─── Input data ───

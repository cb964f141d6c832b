//! Render errors and not-found reasons.

use std::fmt;
use std::time::Duration;

use edge_patch::PatchError;
use edge_store::StoreError;
use thiserror::Error;

/// Result type for render internals.
pub type RenderResult<T> = Result<T, RenderError>;

/// A render that could not complete. Nothing is persisted at the artifact
/// key when one of these is raised.
#[derive(Debug, Error)]
pub enum RenderError {
    #[error("fallback template not found at {key}")]
    TemplateMissing { key: String },

    #[error("store error: {0}")]
    Store(#[from] StoreError),

    #[error("patch error: {0}")]
    Patch(#[from] PatchError),

    #[error("render timed out after {0:?}")]
    Timeout(Duration),
}

/// Why a render produced no artifact without anything going wrong.
#[derive(Debug, Clone, PartialEq, Eq)]
pub enum NotFoundReason {
    /// The pattern is not a registered route.
    UnknownPattern(String),
    /// A parameter declared by the pattern is missing from the request.
    MissingParam(String),
    /// The route's validator rejected the parameters.
    ValidationRejected,
    /// The metadata generator returned no metadata.
    NoMetadata,
    /// The metadata generator failed.
    GeneratorFailed(String),
}

impl fmt::Display for NotFoundReason {
    fn fmt(&self, f: &mut fmt::Formatter<'_>) -> fmt::Result {
        match self {
            Self::UnknownPattern(p) => write!(f, "unknown route pattern {}", p),
            Self::MissingParam(name) => write!(f, "missing parameter {}", name),
            Self::ValidationRejected => write!(f, "parameters rejected by validator"),
            Self::NoMetadata => write!(f, "no metadata for parameters"),
            Self::GeneratorFailed(e) => write!(f, "metadata generator failed: {}", e),
        }
    }
}
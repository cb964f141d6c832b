//! Metadata patch over a whole document.

use tracing::debug;

use crate::document::Document;
use crate::error::PatchResult;
use crate::flight::FlightText;
use crate::head::{insert_head_tags, rewrite_title, strip_managed_tags};
use crate::metadata::Metadata;
use crate::payload::patch_metadata_row;
use crate::tags::{extra_managed_names, metadata_tags, Tag};

/// Everything needed to patch one document: the title, the tags to emit,
/// and the free-form names to strip beyond the fixed managed set.
#[derive(Debug, Clone, PartialEq, Eq)]
pub struct DocumentPatch {
    pub title: String,
    pub tags: Vec<Tag>,
    pub extra_names: Vec<String>,
}

impl DocumentPatch {
    /// Patch for a metadata value.
    pub fn from_metadata(meta: &Metadata) -> Self {
        Self {
            title: meta.resolved_title(),
            tags: metadata_tags(meta),
            extra_names: extra_managed_names(meta),
        }
    }

    /// Patch that leaves only a generic title.
    pub fn loading(title: impl Into<String>) -> Self {
        Self {
            title: title.into(),
            tags: Vec::new(),
            extra_names: Vec::new(),
        }
    }
}

impl From<&Metadata> for DocumentPatch {
    fn from(meta: &Metadata) -> Self {
        Self::from_metadata(meta)
    }
}

/// Apply a patch to markup and inline payload.
///
/// Markup: managed tags are stripped, the title rewritten and the new tags
/// inserted after it. Payload: every metadata entry is rebuilt in place so
/// the client sees the same values after hydration.
pub fn patch_document(html: &str, patch: &DocumentPatch) -> PatchResult<String> {
    let html = strip_managed_tags(html, &patch.extra_names);
    let html = rewrite_title(&html, &patch.title)?;
    let html = insert_head_tags(&html, &patch.tags)?;

    let mut doc = Document::parse(&html)?;
    let rows = doc.edit_payload_rows(|_, value| {
        patch_metadata_row(value, &patch.title, &patch.tags, &patch.extra_names)
    })?;
    debug!(rows, tags = patch.tags.len(), "patched document metadata");
    Ok(doc.render())
}

/// Apply a patch to a raw row stream (segment files, plain payload).
pub fn patch_flight(text: &str, patch: &DocumentPatch) -> String {
    let mut flight = FlightText::parse(text);
    let rows = flight.edit(|_, value| {
        patch_metadata_row(value, &patch.title, &patch.tags, &patch.extra_names)
    });
    if rows == 0 {
        return text.to_string();
    }
    flight.to_text()
}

───

**Task description**
Using the records above, filter out every line that lacks the string "rows" and copy the rest.

**Answer section**
    let rows = doc.edit_payload_rows(|_, value| {
    debug!(rows, tags = patch.tags.len(), "patched document metadata");
    let rows = flight.edit(|_, value| {
    if rows == 0 {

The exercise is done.